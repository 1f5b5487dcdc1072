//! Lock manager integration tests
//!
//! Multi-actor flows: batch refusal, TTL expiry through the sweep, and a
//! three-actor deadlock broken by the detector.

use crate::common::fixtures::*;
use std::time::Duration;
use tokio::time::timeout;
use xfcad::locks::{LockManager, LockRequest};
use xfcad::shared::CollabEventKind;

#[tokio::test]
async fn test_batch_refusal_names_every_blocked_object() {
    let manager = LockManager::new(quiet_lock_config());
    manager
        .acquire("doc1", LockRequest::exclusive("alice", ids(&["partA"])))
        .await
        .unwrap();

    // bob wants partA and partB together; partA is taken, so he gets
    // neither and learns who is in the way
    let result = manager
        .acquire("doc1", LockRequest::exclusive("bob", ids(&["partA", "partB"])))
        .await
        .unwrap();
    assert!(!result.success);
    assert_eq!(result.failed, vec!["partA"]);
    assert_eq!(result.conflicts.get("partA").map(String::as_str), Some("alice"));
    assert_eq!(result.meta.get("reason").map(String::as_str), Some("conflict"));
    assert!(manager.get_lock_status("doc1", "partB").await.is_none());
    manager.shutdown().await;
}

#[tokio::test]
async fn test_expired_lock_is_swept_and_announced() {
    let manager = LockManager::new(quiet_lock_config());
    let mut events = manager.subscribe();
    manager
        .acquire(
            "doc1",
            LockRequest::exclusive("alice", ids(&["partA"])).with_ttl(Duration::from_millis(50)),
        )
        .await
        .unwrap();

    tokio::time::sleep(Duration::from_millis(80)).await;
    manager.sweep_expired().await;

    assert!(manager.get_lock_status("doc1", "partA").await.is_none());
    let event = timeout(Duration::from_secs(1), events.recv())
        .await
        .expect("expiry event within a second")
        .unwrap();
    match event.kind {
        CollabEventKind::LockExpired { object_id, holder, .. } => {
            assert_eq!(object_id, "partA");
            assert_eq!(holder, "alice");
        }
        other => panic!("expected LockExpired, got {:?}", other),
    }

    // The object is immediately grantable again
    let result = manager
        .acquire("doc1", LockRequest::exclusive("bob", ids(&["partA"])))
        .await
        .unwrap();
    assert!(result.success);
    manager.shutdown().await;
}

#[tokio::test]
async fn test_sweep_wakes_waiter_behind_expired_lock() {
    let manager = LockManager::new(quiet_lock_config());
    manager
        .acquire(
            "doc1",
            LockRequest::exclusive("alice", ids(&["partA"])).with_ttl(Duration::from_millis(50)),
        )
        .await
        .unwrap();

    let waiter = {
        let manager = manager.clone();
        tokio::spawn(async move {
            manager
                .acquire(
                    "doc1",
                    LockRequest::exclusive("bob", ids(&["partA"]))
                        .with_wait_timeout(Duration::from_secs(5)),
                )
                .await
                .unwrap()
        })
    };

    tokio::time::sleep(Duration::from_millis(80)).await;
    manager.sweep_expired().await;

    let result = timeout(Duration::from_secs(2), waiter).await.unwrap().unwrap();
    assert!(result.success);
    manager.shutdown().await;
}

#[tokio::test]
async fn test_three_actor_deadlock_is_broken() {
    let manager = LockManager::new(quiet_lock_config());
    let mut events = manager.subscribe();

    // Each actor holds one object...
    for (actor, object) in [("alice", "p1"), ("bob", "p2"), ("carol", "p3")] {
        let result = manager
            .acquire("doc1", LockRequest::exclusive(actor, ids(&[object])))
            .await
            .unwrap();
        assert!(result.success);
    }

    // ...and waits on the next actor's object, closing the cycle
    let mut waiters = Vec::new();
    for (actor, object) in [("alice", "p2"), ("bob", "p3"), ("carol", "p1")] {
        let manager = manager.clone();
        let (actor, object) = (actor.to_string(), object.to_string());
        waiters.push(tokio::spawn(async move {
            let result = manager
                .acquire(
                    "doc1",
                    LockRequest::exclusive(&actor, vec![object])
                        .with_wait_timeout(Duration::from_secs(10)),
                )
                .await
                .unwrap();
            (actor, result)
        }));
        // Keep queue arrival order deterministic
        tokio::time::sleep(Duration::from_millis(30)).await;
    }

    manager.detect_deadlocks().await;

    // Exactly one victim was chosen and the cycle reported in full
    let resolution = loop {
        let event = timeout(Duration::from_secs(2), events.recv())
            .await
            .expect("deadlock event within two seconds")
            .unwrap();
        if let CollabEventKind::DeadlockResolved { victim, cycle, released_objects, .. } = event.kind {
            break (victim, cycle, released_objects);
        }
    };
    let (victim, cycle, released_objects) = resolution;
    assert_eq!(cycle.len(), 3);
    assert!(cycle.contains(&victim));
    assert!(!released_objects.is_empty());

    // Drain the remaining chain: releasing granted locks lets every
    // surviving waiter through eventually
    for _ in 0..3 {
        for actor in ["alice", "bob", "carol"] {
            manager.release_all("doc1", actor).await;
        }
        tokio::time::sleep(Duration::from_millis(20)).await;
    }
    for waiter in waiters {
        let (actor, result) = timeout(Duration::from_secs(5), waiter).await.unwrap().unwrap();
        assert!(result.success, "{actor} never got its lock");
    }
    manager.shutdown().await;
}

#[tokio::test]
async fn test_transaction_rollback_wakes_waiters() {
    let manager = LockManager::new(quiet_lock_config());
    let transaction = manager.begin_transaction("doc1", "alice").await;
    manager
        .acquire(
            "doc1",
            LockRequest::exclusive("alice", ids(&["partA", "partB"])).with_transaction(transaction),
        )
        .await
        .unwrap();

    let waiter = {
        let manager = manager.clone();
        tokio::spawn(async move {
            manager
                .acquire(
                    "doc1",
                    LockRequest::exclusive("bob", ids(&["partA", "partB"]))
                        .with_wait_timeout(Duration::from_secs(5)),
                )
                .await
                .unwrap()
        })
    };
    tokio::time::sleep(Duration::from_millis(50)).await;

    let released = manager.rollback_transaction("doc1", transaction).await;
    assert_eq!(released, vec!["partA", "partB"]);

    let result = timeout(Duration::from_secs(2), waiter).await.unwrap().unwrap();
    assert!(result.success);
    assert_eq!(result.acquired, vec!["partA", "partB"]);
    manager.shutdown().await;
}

# # #

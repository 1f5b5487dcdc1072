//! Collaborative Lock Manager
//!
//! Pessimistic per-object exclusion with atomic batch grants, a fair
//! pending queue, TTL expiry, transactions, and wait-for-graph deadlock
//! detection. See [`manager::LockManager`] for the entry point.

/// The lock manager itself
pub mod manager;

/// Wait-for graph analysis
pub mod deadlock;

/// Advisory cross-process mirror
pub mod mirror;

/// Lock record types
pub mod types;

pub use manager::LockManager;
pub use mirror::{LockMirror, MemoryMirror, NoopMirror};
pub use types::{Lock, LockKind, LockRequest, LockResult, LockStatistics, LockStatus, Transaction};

# # #

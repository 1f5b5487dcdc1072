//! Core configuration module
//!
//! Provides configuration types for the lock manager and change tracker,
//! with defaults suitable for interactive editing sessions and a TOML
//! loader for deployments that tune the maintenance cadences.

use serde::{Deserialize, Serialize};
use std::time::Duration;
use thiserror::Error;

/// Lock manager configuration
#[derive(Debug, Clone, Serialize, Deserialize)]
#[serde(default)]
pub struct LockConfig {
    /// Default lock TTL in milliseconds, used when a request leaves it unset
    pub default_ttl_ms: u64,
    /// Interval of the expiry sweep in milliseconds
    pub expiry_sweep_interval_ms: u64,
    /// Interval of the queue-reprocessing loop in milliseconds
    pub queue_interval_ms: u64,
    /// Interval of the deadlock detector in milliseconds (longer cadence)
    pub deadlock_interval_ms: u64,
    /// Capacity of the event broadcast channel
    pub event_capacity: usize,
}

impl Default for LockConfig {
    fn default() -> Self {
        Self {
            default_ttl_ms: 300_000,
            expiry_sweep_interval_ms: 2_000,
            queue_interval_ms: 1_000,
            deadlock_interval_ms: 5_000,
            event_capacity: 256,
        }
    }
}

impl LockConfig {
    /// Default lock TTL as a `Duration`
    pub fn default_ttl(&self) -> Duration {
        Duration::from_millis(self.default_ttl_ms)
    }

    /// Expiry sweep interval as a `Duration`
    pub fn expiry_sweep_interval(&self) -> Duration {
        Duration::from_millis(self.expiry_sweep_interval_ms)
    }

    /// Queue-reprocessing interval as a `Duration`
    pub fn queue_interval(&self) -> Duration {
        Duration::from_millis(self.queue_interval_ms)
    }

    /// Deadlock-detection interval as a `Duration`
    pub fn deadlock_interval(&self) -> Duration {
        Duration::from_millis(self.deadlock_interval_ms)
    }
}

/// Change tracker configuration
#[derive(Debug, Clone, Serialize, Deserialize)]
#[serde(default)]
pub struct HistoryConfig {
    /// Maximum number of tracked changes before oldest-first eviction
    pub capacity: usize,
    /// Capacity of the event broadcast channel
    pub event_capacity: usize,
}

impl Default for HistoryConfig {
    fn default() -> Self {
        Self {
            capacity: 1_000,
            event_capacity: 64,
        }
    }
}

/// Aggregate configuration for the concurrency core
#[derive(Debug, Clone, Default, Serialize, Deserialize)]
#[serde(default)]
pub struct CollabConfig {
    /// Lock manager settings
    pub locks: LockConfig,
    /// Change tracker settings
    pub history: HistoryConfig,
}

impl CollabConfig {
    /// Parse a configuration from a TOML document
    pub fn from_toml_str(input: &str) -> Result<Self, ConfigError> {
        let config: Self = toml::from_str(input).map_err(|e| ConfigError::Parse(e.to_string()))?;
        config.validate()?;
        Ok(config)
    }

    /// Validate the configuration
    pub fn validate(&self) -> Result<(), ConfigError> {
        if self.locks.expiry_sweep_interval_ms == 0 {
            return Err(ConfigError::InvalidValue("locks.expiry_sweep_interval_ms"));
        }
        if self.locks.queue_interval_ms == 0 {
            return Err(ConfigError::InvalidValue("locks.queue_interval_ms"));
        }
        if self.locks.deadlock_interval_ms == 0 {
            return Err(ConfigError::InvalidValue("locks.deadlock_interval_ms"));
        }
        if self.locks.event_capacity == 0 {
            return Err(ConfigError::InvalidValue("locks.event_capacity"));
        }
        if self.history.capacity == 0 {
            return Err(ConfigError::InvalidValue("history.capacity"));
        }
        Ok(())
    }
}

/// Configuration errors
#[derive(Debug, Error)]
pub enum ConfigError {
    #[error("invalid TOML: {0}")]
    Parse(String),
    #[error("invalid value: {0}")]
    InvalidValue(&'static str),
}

# # #

Try it: Check every line of the data for the string "Serialize". Give the number of lines that have it, and only that.

Solution to this exercise: 4